Designing Functional 4-Dimensional Biomaterials for Soft Tissue Applications
There is substantial interest in designing polymer systems to include temporally-related functionalities (4D materials), such as degradation, swelling, and shape memory. Shape memory polymers (SMPs), one class of 4D material, have been of great interest in the biomaterials community since their development as they may offer avenues towards minimally invasive medical technologies. However, these advancements have been difficult to realize across the majority of clinical treatments, and the additive manufacturing (AM, 4D printing) of such materials has been limited.
Polyurethane-based SMP foams, a more conventionally processed 4D material, were introduced as a promising technology for producing low density materials which support tissue healing in void filling applications. The role of these materials in clinical applications is briefly discussed for cardiovascular materials, primarily as a springboard for subsequent studies focusing on the need for rational polymer/monomer design through the comparison of SMP foams with AM-produced 4D printed scaffolds. The role of monomer design and material properties is discussed, centering around achieving materials for 3D printable soft tissue biomaterials.
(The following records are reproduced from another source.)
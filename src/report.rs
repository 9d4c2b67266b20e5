use crate::encoder::EncodeError;
use crate::scheduler::JobOutcome;
use std::path::Path;
use tracing::{error, info, warn};

/// Aggregate view of a finished batch
#[derive(Debug)]
pub struct BatchReport {
    outcomes: Vec<JobOutcome>,
}

/// One failed job, as shown to the user
#[derive(Debug)]
pub struct JobFailure<'a> {
    pub track_number: u32,
    pub output_path: &'a Path,
    pub error: &'a EncodeError,
}

impl JobFailure<'_> {
    /// Short name of the failure kind
    pub fn kind(&self) -> &'static str {
        match self.error {
            EncodeError::Spawn(_) => "spawn",
            EncodeError::Wait(_) => "wait",
            EncodeError::Exit { .. } => "exit",
            EncodeError::TimedOut(_) => "timeout",
        }
    }
}

impl BatchReport {
    pub fn new(outcomes: Vec<JobOutcome>) -> Self {
        Self { outcomes }
    }

    pub fn outcomes(&self) -> &[JobOutcome] {
        &self.outcomes
    }

    /// True iff every job succeeded. Tag failures do not count.
    pub fn verdict(&self) -> bool {
        self.outcomes.iter().all(JobOutcome::succeeded)
    }

    pub fn failures(&self) -> Vec<JobFailure<'_>> {
        self.outcomes
            .iter()
            .filter_map(|outcome| {
                outcome.encode.as_ref().err().map(|error| JobFailure {
                    track_number: outcome.job.track_number,
                    output_path: &outcome.job.output_path,
                    error,
                })
            })
            .collect()
    }

    pub fn succeeded_count(&self) -> usize {
        self.outcomes.iter().filter(|o| o.succeeded()).count()
    }

    pub fn tag_failure_count(&self) -> usize {
        self.outcomes.iter().filter(|o| o.tag_error.is_some()).count()
    }

    /// Log one line per failure followed by a summary
    pub fn log_summary(&self) {
        for failure in self.failures() {
            error!(
                "Track {:02} failed ({}): {}: {}",
                failure.track_number,
                failure.kind(),
                failure.output_path.display(),
                failure.error
            );
        }
        for outcome in self.outcomes.iter() {
            if let Some(e) = &outcome.tag_error {
                warn!(
                    "Track {:02} written without tags: {}: {}",
                    outcome.job.track_number,
                    outcome.job.output_path.display(),
                    e
                );
            }
        }

        let total = self.outcomes.len();
        let succeeded = self.succeeded_count();
        if self.verdict() {
            info!("Split finished: {}/{} tracks written", succeeded, total);
        } else {
            error!(
                "Split finished with errors: {}/{} tracks written, {} failed",
                succeeded,
                total,
                total - succeeded
            );
        }
    }
}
Comparisons are drawn between these processing and synthetic techniques (foaming vs AM), to showcase the power of controlled polymerizations and 4D printing in biomaterials. Application-specific examples focus on the biocompatibility, as determined through in vitro and in vivo studies, and the extension towards clinically relevant polymer synthesis. The expansion of this work, including additional functionalities that may be achieved, are also discussed to provide insight for future research and direction.
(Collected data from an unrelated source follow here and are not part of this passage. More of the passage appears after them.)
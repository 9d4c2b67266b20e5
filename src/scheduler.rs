//! Extraction scheduler
//!
//! Jobs run on a bounded rayon pool. The pool is joined before any deferred
//! tagging starts, so a tag rewrite can never overlap the encoder that is
//! still writing the same file. WAV output additionally runs with a single
//! worker (see [`crate::config::SplitOptions::pool_width`]).

use crate::encoder::{EncodeError, EncodingEngine};
use crate::plan::ExtractionJob;
use crate::tagger::{write_deferred_tags, TagWriteError, TagWriter};
use encoding_rs::Encoding;
use rayon::prelude::*;
use std::sync::Arc;
use thiserror::Error;
use tracing::{debug, error, info, warn};

#[derive(Debug, Error)]
pub enum SchedulerError {
    #[error("Failed to build worker pool: {0}")]
    Pool(#[from] rayon::ThreadPoolBuildError),
}

/// Lifecycle of a job inside the scheduler
#[derive(Debug, Clone, Copy, PartialEq, Eq)]
pub enum JobState {
    Queued,
    Running,
    Succeeded,
    Failed,
}

/// The resolved result of one job
#[derive(Debug)]
pub struct JobOutcome {
    pub job: ExtractionJob,
    pub encode: Result<(), EncodeError>,
    /// Set when the deferred tag step ran and failed
    pub tag_error: Option<TagWriteError>,
    /// True once the deferred tag step completed for this file
    pub tagged: bool,
}

impl JobOutcome {
    pub fn state(&self) -> JobState {
        match self.encode {
            Ok(()) => JobState::Succeeded,
            Err(_) => JobState::Failed,
        }
    }

    pub fn succeeded(&self) -> bool {
        self.state() == JobState::Succeeded
    }
}

/// Runs extraction jobs and the deferred tag pass
pub struct Scheduler {
    pool_width: usize,
    engine: Arc<dyn EncodingEngine>,
    tag_writer: Arc<dyn TagWriter>,
    encoding: &'static Encoding,
}

impl Scheduler {
    /// `encoding` is the text encoding used for INFO tag values
    pub fn new(
        pool_width: usize,
        engine: Arc<dyn EncodingEngine>,
        tag_writer: Arc<dyn TagWriter>,
        encoding: &'static Encoding,
    ) -> Self {
        Self {
            pool_width: pool_width.max(1),
            engine,
            tag_writer,
            encoding,
        }
    }

    pub fn pool_width(&self) -> usize {
        self.pool_width
    }

    /// Run every job, wait for all of them, then tag the successful ones.
    ///
    /// Outcomes are returned in job order, exactly one per job.
    pub fn run(&self, jobs: Vec<ExtractionJob>) -> Result<Vec<JobOutcome>, SchedulerError> {
        let pool = rayon::ThreadPoolBuilder::new()
            .num_threads(self.pool_width)
            .thread_name(|i| format!("cuesplit-worker-{}", i))
            .build()?;

        info!(
            "Dispatching {} job(s) on {} worker(s)",
            jobs.len(),
            self.pool_width
        );
        for job in &jobs {
            debug!(
                "Track {:02} {:?}: {}",
                job.track_number,
                JobState::Queued,
                job.output_path.display()
            );
        }

        let mut outcomes: Vec<JobOutcome> =
            pool.install(|| jobs.into_par_iter().map(|job| self.run_job(job)).collect());

        self.run_deferred_tags(&mut outcomes);
        Ok(outcomes)
    }

    fn run_job(&self, job: ExtractionJob) -> JobOutcome {
        debug!(
            "Track {:02} {:?}: {}",
            job.track_number,
            JobState::Running,
            job.output_path.display()
        );

        let encode = self.engine.encode(&job);
        match &encode {
            Ok(()) => info!(
                "Track {:02} {:?}: {}",
                job.track_number,
                JobState::Succeeded,
                job.output_path.display()
            ),
            Err(e) => error!(
                "Track {:02} {:?}: {}: {}",
                job.track_number,
                JobState::Failed,
                job.output_path.display(),
                e
            ),
        }

        JobOutcome {
            job,
            encode,
            tag_error: None,
            tagged: false,
        }
    }

    /// Second pass, run only after every encode has finished
    fn run_deferred_tags(&self, outcomes: &mut [JobOutcome]) {
        for outcome in outcomes.iter_mut() {
            let Some(tags) = outcome.job.tag_payload.as_ref() else {
                continue;
            };
            if !outcome.job.requires_deferred_tag {
                continue;
            }
            if !outcome.succeeded() {
                debug!(
                    "Skipping tags for failed track {:02}",
                    outcome.job.track_number
                );
                continue;
            }

            let path = &outcome.job.output_path;
            match write_deferred_tags(path, tags, self.encoding, self.tag_writer.as_ref()) {
                Ok(()) => {
                    debug!("Tagged {}", path.display());
                    outcome.tagged = true;
                }
                Err(e) => {
                    warn!(
                        "Failed to tag track {:02} ({}): {}",
                        outcome.job.track_number,
                        path.display(),
                        e
                    );
                    outcome.tag_error = Some(e);
                }
            }
        }
    }
}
Andrew Weems is currently a Marie Curie Research Fellow at the University of Birmingham in the United Kingdom. He received his PhD from Texas A&M University, in biomedical engineering, focusing on the development of shape memory polyurethane foams for cardiovascular medical devices, such as aneurysm occlusive therapies. His post-doctoral work has been at the University of Warwick and the University of Birmingham, both with Professor Andrew Dove, developing novel materials and techniques in photopolymerizations. Overall, his work, which has been publicized by Bruker, the Royal Society of Chemistry, and NASA, has focused on designing polymeric biomaterials, ranging from monomer synthesis to bulk material modifications and processing. These studies have been utilized in the regulatory submission of two medical devices currently in humans (with the startup company Shape Memory Medical Inc), as well as resulting in the formation of a UK-based spinout company 4D Medicine Ltd. He has received funding from the RSC, Innovate UK, the EU’s Marie Sklodowska-Curie International Fellowship, NASA’s Jenkins Fellowship, the Whitaker Foundation, the UK’s EPSRC, and university-specific funding in both the US and the UK.